L'Art de la fraternité par André Comte-Sponville.

Est-on frère en toute circonstance ? interroge le philosophe André Comte-Sponville.

Étrangement, alors que l’amitié, l’amour, la justice, le courage sont entendus d’emblée comme vertus, la fraternité, dans la tradition des textes philosophiques, ne l’est pas.
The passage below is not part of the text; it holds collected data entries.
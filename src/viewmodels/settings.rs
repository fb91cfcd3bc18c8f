//! Settings page view model.
//!
//! Edit-mode toggling with a snapshot taken at edit start, shallow dirty
//! tracking against that snapshot, field-level validation, and the
//! save/cancel flow.

use crate::adaptor::{ContainerAdaptor, ContainerGateway};
use crate::errors::UiError;
use crate::models::{ActorType, ContainerSettings, Location, NewActivityEntry};
use crate::observer::{ListenerId, ListenerSet};
use std::collections::BTreeMap;
use std::sync::Arc;
use tracing::info;

/// Purposes the backend accepts for a container.
pub const ALLOWED_PURPOSES: &[&str] = &["development", "education", "production", "research"];

/// Maximum length of the free-form notes field.
pub const MAX_NOTES_LEN: usize = 1000;

/// Validates a settings block field by field.
///
/// Returns a map from field name to the message shown next to that field;
/// empty means the block is valid.
#[must_use]
pub fn validate_settings(settings: &ContainerSettings) -> BTreeMap<String, String> {
    let mut errors = BTreeMap::new();

    if settings.tenant_id <= 0 {
        errors.insert("tenant_id".to_string(), "Invalid tenant ID".to_string());
    }
    if !ALLOWED_PURPOSES.contains(&settings.purpose.as_str()) {
        errors.insert(
            "purpose".to_string(),
            format!("Purpose must be one of: {}", ALLOWED_PURPOSES.join(", ")),
        );
    }
    if settings.notes.chars().count() > MAX_NOTES_LEN {
        errors.insert(
            "notes".to_string(),
            format!("Notes must be {MAX_NOTES_LEN} characters or fewer"),
        );
    }
    if settings.location.city.trim().is_empty() || settings.location.country.trim().is_empty() {
        errors.insert(
            "location".to_string(),
            "Location requires city and country".to_string(),
        );
    }

    errors
}

/// Observable state of the settings page.
#[derive(Debug)]
pub struct SettingsState {
    /// Settings as currently shown (and edited)
    pub settings: ContainerSettings,
    /// Copy taken when edit mode was entered; `None` outside edit mode
    pub snapshot: Option<ContainerSettings>,
    /// Whether edit mode is active
    pub editing: bool,
    /// Whether a save is in flight
    pub saving: bool,
    /// Field name to validation message for the current edit
    pub validation_errors: BTreeMap<String, String>,
    /// Last save/load failure
    pub error: Option<UiError>,
}

/// View model backing the settings page.
pub struct ContainerSettingsViewModel<G> {
    adaptor: Arc<ContainerAdaptor<G>>,
    container_id: i64,
    state: SettingsState,
    listeners: ListenerSet,
}

impl<G: ContainerGateway> ContainerSettingsViewModel<G> {
    /// Creates a view model seeded with the container's current settings.
    pub fn new(
        adaptor: Arc<ContainerAdaptor<G>>,
        container_id: i64,
        settings: ContainerSettings,
    ) -> Self {
        Self {
            adaptor,
            container_id,
            state: SettingsState {
                settings,
                snapshot: None,
                editing: false,
                saving: false,
                validation_errors: BTreeMap::new(),
                error: None,
            },
            listeners: ListenerSet::new(),
        }
    }

    /// Current page state.
    #[must_use]
    pub const fn state(&self) -> &SettingsState {
        &self.state
    }

    /// Registers a change listener.
    pub fn subscribe(&mut self, listener: impl Fn() + Send + Sync + 'static) -> ListenerId {
        self.listeners.subscribe(listener)
    }

    /// Removes a change listener.
    pub fn unsubscribe(&mut self, id: ListenerId) -> bool {
        self.listeners.unsubscribe(id)
    }

    /// Enters edit mode, snapshotting the current settings. No-op if editing.
    pub fn begin_edit(&mut self) {
        if self.state.editing {
            return;
        }
        self.state.snapshot = Some(self.state.settings.clone());
        self.state.editing = true;
        self.state.validation_errors.clear();
        self.state.error = None;
        self.listeners.notify();
    }

    /// Leaves edit mode, restoring the snapshot taken at edit start.
    pub fn cancel_edit(&mut self) {
        if !self.state.editing {
            return;
        }
        if let Some(snapshot) = self.state.snapshot.take() {
            self.state.settings = snapshot;
        }
        self.state.editing = false;
        self.state.validation_errors.clear();
        self.listeners.notify();
    }

    /// Whether the edited settings differ from the edit-start snapshot.
    #[must_use]
    pub fn is_dirty(&self) -> bool {
        self.state
            .snapshot
            .as_ref()
            .is_some_and(|snapshot| *snapshot != self.state.settings)
    }

    /// Sets the tenant id field.
    pub fn set_tenant_id(&mut self, tenant_id: i64) {
        self.state.settings.tenant_id = tenant_id;
        self.listeners.notify();
    }

    /// Sets the purpose field.
    pub fn set_purpose(&mut self, purpose: impl Into<String>) {
        self.state.settings.purpose = purpose.into();
        self.listeners.notify();
    }

    /// Sets the notes field.
    pub fn set_notes(&mut self, notes: impl Into<String>) {
        self.state.settings.notes = notes.into();
        self.listeners.notify();
    }

    /// Sets the location fields.
    pub fn set_location(&mut self, location: Location) {
        self.state.settings.location = location;
        self.listeners.notify();
    }

    /// Sets the feature flags.
    pub fn set_flags(&mut self, shadow: bool, robotics_sim: bool, ecosystem: bool) {
        self.state.settings.has_shadow_service = shadow;
        self.state.settings.robotics_simulation_enabled = robotics_sim;
        self.state.settings.ecosystem_connected = ecosystem;
        self.listeners.notify();
    }

    /// Runs validation and stores the per-field messages.
    ///
    /// Returns whether the current settings are valid.
    pub fn validate(&mut self) -> bool {
        self.state.validation_errors = validate_settings(&self.state.settings);
        self.listeners.notify();
        self.state.validation_errors.is_empty()
    }

    /// Validates and saves the edited settings, then leaves edit mode.
    ///
    /// No-op outside edit mode. On validation failure nothing is sent and
    /// the per-field messages are stored. On save failure the classified
    /// error is stored and edit mode stays active so the user's input is not
    /// lost. A successful save logs a non-critical activity entry.
    pub async fn save(&mut self) {
        if !self.state.editing {
            return;
        }
        if !self.validate() {
            return;
        }
        self.state.saving = true;
        self.state.error = None;
        self.listeners.notify();

        let result = self
            .adaptor
            .update_settings(self.container_id, &self.state.settings)
            .await;
        match result {
            Ok(container) => {
                info!(container_id = self.container_id, "settings saved");
                self.adaptor
                    .log_activity(
                        self.container_id,
                        &NewActivityEntry {
                            actor_type: ActorType::User,
                            actor_id: "console".to_string(),
                            action_type: "settings_changed".to_string(),
                            description: format!("Settings updated for {}", container.name),
                        },
                    )
                    .await;
                self.state.settings = container.settings;
                self.state.snapshot = None;
                self.state.editing = false;
            }
            Err(e) => {
                self.state.error = Some(UiError::classify(&e));
            }
        }
        self.state.saving = false;
        self.listeners.notify();
    }

    /// Reloads settings from the backend, discarding any edit in progress.
    pub async fn reload(&mut self) {
        match self.adaptor.overview(self.container_id).await {
            Ok(overview) => {
                self.state.settings = overview.settings;
                self.state.snapshot = None;
                self.state.editing = false;
                self.state.error = None;
            }
            Err(e) => {
                self.state.error = Some(UiError::classify(&e));
            }
        }
        self.listeners.notify();
    }
}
Pourquoi cette mise à l’écart ?
Sommes-nous réellement tous des frères ? Ou ne serions-nous point plutôt des cousins très éloignés ? Des individus si psychologiquement distants que nous ne nous préoccupions plus du sort d’autrui ?
Nous le voyons, afin de répondre à cette question, encore s’agit-il de définir ce qu’est un frère.
Alors allons-y, que sont des frères, en effet ? Des individus dotés des mêmes parents ? Faut-il l’entendre au sens d’un amour si puissant qu’il transforme l’autre en « frère » ? Faut-il y voir un ensemble d’adeptes rassemblés autour d’une croyance et donc, excluant ceux n’éprouvant pas la même ferveur ? Au reste, au sens religieux du terme, les croyants se sont beaucoup entre-tués.
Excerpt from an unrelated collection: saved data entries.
//! Explicit subscriber-list primitive for change notification.
//!
//! View models notify their views through a [`ListenerSet`]: callbacks are
//! registered with [`ListenerSet::subscribe`], removed with the returned
//! [`ListenerId`], and invoked synchronously by [`ListenerSet::notify`]
//! whenever state mutates.

/// Handle identifying one registered listener.
#[derive(Debug, Clone, Copy, PartialEq, Eq)]
pub struct ListenerId(u64);

type Listener = Box<dyn Fn() + Send + Sync>;

/// Ordered list of change listeners with stable removal handles.
#[derive(Default)]
pub struct ListenerSet {
    next_id: u64,
    listeners: Vec<(ListenerId, Listener)>,
}

impl ListenerSet {
    /// Creates an empty listener set.
    #[must_use]
    pub fn new() -> Self {
        Self::default()
    }

    /// Registers a callback; returns the handle needed to remove it.
    pub fn subscribe(&mut self, listener: impl Fn() + Send + Sync + 'static) -> ListenerId {
        let id = ListenerId(self.next_id);
        self.next_id += 1;
        self.listeners.push((id, Box::new(listener)));
        id
    }

    /// Removes one listener; returns whether it was registered.
    pub fn unsubscribe(&mut self, id: ListenerId) -> bool {
        let before = self.listeners.len();
        self.listeners.retain(|(listener_id, _)| *listener_id != id);
        self.listeners.len() != before
    }

    /// Invokes every registered listener, in subscription order.
    pub fn notify(&self) {
        for (_, listener) in &self.listeners {
            listener();
        }
    }

    /// Number of registered listeners.
    #[must_use]
    pub fn len(&self) -> usize {
        self.listeners.len()
    }

    /// Whether no listeners are registered.
    #[must_use]
    pub fn is_empty(&self) -> bool {
        self.listeners.is_empty()
    }
}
La fraternité est la synthèse républicaine de 4 notions pourtant distinctes :
L’ Amour - La Générosité – La Solidarité – La Communion.
Étudions-les plus précisément.

          1. L'amour :

L’amour selon la tradition philosophique se subdivise en trois concepts distincts :
L’Eros autrement dit « l’amour-amoureux », la Philia soit « l’amour filial » et  l’Agapè ou l’amour de charité.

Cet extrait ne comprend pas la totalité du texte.